------ Entries shown
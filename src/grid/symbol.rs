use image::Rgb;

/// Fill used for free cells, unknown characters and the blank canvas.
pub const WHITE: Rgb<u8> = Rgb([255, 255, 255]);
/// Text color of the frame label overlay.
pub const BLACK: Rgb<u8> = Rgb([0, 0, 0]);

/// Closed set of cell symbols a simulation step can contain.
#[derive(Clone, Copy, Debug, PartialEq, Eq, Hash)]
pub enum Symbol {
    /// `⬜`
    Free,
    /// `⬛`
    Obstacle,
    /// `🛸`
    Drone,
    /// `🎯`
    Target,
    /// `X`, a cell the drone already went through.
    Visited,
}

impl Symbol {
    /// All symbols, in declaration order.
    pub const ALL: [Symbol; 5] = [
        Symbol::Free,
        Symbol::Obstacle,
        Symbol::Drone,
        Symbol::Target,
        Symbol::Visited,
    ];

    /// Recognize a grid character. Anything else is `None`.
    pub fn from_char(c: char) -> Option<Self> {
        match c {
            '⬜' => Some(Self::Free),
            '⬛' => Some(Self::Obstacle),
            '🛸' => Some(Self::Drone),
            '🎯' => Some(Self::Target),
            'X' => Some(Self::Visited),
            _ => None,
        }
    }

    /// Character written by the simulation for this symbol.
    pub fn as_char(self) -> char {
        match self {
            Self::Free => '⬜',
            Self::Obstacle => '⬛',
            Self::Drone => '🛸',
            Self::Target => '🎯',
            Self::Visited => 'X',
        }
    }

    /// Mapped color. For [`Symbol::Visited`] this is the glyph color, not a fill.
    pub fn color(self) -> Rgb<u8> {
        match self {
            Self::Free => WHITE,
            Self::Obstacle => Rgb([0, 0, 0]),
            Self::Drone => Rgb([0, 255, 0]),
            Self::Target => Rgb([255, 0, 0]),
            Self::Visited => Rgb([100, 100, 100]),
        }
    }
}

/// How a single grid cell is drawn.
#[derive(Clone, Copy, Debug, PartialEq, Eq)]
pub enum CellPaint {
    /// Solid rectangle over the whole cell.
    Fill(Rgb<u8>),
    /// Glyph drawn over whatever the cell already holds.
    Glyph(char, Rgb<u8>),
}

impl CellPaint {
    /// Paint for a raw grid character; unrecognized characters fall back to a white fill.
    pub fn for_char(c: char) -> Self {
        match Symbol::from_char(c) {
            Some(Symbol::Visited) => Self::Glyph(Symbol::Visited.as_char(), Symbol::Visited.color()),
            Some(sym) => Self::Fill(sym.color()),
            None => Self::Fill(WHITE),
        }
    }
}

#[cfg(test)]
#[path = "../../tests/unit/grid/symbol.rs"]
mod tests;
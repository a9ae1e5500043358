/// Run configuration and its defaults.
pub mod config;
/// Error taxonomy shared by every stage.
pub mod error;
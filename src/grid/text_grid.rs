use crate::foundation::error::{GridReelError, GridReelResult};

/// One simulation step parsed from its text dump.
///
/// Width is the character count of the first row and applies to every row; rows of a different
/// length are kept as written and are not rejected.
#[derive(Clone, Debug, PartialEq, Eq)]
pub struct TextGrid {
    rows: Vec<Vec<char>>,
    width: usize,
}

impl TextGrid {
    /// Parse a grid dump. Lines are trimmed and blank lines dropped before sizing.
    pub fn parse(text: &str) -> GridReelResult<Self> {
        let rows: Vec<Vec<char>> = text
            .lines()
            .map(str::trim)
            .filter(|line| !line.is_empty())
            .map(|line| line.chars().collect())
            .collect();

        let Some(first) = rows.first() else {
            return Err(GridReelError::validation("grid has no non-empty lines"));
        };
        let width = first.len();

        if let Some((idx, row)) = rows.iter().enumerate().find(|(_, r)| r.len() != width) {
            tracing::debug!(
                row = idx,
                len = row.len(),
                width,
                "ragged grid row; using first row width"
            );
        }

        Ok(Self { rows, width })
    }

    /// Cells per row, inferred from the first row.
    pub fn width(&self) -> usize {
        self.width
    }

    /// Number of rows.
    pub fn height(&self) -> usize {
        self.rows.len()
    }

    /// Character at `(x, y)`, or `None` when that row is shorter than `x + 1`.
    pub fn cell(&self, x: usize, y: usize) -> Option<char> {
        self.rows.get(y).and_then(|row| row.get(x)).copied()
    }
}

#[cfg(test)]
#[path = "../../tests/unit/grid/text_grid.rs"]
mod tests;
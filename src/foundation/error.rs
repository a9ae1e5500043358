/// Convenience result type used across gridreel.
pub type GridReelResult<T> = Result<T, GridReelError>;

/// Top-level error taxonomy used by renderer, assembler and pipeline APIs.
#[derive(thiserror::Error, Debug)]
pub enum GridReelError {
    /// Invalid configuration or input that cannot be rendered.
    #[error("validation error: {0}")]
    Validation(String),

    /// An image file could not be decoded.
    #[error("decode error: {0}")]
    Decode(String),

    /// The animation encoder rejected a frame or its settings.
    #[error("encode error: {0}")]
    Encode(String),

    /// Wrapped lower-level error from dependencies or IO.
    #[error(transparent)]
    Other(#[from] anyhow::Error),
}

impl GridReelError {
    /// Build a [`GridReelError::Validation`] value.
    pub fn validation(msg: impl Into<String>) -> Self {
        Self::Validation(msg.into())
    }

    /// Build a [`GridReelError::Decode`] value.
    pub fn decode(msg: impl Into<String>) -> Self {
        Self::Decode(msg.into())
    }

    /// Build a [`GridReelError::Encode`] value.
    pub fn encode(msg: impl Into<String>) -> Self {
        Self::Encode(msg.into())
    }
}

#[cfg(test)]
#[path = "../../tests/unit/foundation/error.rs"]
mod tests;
------------
## Exercise prompt
State the number of lines in the records that include "String", and write nothing else.

## Output of the task
6